§ WHAT YOU HAVE TO DO
Your task is to give the number of lines below that contain "home". Give no other text.

[Collected data entries]
- - -
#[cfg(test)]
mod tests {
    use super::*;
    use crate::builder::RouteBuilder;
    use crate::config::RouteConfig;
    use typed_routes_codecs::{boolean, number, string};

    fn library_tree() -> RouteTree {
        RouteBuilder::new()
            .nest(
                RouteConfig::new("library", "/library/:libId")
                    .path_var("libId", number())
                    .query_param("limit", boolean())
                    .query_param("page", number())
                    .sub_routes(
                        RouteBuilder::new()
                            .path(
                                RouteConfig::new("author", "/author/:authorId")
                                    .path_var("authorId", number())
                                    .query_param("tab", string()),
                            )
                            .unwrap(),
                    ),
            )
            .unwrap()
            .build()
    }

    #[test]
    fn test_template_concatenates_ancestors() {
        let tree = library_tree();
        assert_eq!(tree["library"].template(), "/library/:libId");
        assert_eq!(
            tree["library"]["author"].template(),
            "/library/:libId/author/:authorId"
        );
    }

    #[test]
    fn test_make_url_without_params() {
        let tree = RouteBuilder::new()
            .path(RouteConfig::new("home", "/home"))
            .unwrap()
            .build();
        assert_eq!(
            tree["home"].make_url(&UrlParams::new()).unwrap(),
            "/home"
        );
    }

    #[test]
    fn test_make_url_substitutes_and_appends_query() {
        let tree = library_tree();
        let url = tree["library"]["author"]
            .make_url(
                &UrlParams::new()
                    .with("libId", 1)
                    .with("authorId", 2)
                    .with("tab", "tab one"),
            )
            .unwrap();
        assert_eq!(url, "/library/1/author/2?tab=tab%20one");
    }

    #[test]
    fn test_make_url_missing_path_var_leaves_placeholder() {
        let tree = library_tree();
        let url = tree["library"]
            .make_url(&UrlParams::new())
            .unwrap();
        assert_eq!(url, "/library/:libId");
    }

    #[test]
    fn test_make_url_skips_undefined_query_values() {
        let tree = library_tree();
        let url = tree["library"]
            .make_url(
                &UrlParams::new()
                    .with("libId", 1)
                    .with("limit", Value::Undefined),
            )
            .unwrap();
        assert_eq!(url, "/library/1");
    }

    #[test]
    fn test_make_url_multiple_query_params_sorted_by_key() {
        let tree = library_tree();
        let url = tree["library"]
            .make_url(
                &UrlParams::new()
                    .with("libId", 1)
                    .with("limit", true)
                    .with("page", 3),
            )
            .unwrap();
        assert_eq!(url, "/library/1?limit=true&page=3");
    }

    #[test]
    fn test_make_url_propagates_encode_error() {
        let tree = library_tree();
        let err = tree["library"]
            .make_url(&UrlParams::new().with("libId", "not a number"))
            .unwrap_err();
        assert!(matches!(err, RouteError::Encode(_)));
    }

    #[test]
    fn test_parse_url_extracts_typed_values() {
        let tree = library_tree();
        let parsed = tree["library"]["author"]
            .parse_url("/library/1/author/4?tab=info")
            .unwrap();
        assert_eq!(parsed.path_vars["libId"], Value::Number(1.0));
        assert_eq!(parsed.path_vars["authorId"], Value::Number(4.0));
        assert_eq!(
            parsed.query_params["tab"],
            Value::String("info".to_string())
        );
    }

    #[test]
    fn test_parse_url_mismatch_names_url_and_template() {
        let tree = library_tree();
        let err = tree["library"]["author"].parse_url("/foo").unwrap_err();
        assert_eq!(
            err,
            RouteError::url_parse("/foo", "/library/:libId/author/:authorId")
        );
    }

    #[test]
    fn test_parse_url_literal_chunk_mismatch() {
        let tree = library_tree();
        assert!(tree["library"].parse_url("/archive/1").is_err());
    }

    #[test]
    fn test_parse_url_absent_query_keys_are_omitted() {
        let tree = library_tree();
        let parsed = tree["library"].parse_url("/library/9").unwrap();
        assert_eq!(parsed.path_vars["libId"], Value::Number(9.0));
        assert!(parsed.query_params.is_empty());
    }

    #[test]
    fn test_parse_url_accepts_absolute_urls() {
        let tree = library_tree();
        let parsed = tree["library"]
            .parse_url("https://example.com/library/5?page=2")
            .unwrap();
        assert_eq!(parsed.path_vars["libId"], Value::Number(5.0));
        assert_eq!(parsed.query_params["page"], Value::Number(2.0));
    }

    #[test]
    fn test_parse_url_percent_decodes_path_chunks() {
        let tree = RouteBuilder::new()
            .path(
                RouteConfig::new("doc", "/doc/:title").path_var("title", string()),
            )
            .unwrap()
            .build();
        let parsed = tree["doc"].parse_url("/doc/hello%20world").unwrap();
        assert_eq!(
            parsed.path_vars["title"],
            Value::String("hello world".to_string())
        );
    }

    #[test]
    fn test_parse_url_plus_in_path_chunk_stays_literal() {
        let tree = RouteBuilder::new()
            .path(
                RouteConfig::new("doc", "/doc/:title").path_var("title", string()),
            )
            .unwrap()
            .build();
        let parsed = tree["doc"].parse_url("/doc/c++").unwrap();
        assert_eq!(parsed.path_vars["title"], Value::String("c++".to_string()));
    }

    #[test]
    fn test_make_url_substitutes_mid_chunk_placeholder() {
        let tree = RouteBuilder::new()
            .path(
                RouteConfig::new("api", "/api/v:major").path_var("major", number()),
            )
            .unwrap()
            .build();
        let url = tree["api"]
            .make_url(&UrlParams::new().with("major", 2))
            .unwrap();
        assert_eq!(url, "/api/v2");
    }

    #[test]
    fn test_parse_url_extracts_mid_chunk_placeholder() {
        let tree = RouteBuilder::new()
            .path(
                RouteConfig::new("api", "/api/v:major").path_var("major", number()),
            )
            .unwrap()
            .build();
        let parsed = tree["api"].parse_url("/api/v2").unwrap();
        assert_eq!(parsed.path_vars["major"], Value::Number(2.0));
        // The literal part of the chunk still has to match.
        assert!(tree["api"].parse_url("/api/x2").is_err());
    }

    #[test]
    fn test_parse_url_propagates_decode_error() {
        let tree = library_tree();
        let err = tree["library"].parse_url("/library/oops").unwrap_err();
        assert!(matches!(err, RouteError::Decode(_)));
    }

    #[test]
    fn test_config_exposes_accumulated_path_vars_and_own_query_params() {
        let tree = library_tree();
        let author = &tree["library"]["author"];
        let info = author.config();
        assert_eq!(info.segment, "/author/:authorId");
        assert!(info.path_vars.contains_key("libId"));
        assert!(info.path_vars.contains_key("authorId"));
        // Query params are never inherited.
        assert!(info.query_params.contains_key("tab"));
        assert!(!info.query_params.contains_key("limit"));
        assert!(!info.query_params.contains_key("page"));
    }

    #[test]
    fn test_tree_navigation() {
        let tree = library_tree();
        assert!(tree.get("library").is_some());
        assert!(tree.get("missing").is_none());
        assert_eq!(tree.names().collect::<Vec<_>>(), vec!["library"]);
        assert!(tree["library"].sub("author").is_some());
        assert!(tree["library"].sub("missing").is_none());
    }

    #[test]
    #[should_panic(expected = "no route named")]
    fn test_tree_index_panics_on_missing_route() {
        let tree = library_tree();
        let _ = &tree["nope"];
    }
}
- - -
§ OUTPUT OF THE TASK
3